//! Figure rendering: grouped bar charts and annotated heatmaps.
//!
//! Every render call is a pure function from data to one new file. Figures
//! implement [`Figure`] once, generically over the plotting backend, and
//! [`render_figure`] picks the backend from the configured [`ImageFormat`].

pub mod bar;
pub mod heatmap;

use std::error::Error;
use std::path::{Path, PathBuf};

use plotters::coord::Shift;
use plotters::prelude::*;

use crate::config::ImageFormat;
use crate::error::{ReportError, Result};

/// Result of drawing onto a backend.
pub type DrawResult = std::result::Result<(), Box<dyn Error>>;

/// A written figure.
#[derive(Debug, Clone, PartialEq)]
pub struct Artifact {
    /// Image path.
    pub path: PathBuf,
    /// Figure title.
    pub title: String,
    /// The data the figure was drawn from, one row per plotted row/series.
    pub data: Vec<Vec<f64>>,
}

/// Something that can be drawn onto any plotters backend.
pub trait Figure {
    /// Canvas size in pixels.
    fn size(&self) -> (u32, u32);

    /// Draw onto `root`. `text` is false when the backend cannot render
    /// glyphs, in which case captions, tick labels and legends are skipped.
    fn draw<DB>(&self, root: &DrawingArea<DB, Shift>, text: bool) -> DrawResult
    where
        DB: DrawingBackend,
        DB::ErrorType: 'static;
}

/// Whether figures of `format` can carry text in this build.
///
/// SVG text is emitted as markup; PNG text needs the `ttf` feature (on by
/// default) to rasterize glyphs from system fonts.
pub fn text_enabled(format: ImageFormat) -> bool {
    match format {
        ImageFormat::Svg => true,
        ImageFormat::Png => cfg!(feature = "ttf"),
    }
}

/// Render `figure` into a new file at `path`.
///
/// Fails with [`ReportError::ArtifactExists`] rather than overwrite.
pub fn render_figure(figure: &impl Figure, path: &Path, format: ImageFormat) -> Result<()> {
    if path.exists() {
        return Err(ReportError::ArtifactExists(path.to_path_buf()));
    }
    let text = text_enabled(format);
    let drawn = match format {
        ImageFormat::Png => {
            let root = BitMapBackend::new(path, figure.size()).into_drawing_area();
            figure
                .draw(&root, text)
                .and_then(|()| root.present().map_err(Into::into))
        }
        ImageFormat::Svg => {
            let root = SVGBackend::new(path, figure.size()).into_drawing_area();
            figure
                .draw(&root, text)
                .and_then(|()| root.present().map_err(Into::into))
        }
    };
    drawn.map_err(|e| ReportError::Render {
        path: path.to_path_buf(),
        message: e.to_string(),
    })
}

/// Join name parts with `-` and make the result filesystem-safe by turning
/// spaces into underscores. No other character is altered.
pub fn artifact_stem(parts: &[&str]) -> String {
    parts.join("-").replace(' ', "_")
}

/// Title of the heatmap of one (test case, metric).
pub fn heatmap_title(platform: &str, test_case: &str, metric_label: &str) -> String {
    format!("{platform}-{test_case}-{metric_label}")
}

/// File name of the heatmap of one (test case, metric).
pub fn heatmap_file_name(
    platform: &str,
    test_case: &str,
    metric_label: &str,
    format: ImageFormat,
) -> String {
    format!(
        "{}.{}",
        artifact_stem(&[platform, test_case, metric_label]),
        format.extension()
    )
}

/// File name of the baseline/optimized bar chart of one metric.
pub fn bar_chart_file_name(platform: &str, metric_label: &str, format: ImageFormat) -> String {
    format!(
        "{}.{}",
        artifact_stem(&[platform, "bars", metric_label]),
        format.extension()
    )
}

/// File name of the cross-platform comparison chart of one metric.
pub fn comparison_file_name(metric_label: &str, format: ImageFormat) -> String {
    format!(
        "{}.{}",
        artifact_stem(&["compare", metric_label]),
        format.extension()
    )
}

/// Label of the category centered on tick `x`.
///
/// Categories sit at integer positions; ticks between them stay blank.
pub(crate) fn category_label(labels: &[String], x: f64) -> String {
    let idx = x.round();
    if idx < 0.0 || (x - idx).abs() > 1e-6 {
        return String::new();
    }
    labels.get(idx as usize).cloned().unwrap_or_default()
}

/// Caption font used by every figure.
pub(crate) const CAPTION_FONT: (&str, u32) = ("sans-serif", 22);

/// Tick label and annotation font.
pub(crate) const LABEL_FONT: (&str, u32) = ("sans-serif", 14);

━━━

Reproduce exactly the final stretch of the listing, starting at the line that contains "Label of the" and ending with the last line.

/// Label of the category centered on tick `x`.
///
/// Categories sit at integer positions; ticks between them stay blank.
pub(crate) fn category_label(labels: &[String], x: f64) -> String {
    let idx = x.round();
    if idx < 0.0 || (x - idx).abs() > 1e-6 {
        return String::new();
    }
    labels.get(idx as usize).cloned().unwrap_or_default()
}

/// Caption font used by every figure.
pub(crate) const CAPTION_FONT: (&str, u32) = ("sans-serif", 22);

/// Tick label and annotation font.
pub(crate) const LABEL_FONT: (&str, u32) = ("sans-serif", 14);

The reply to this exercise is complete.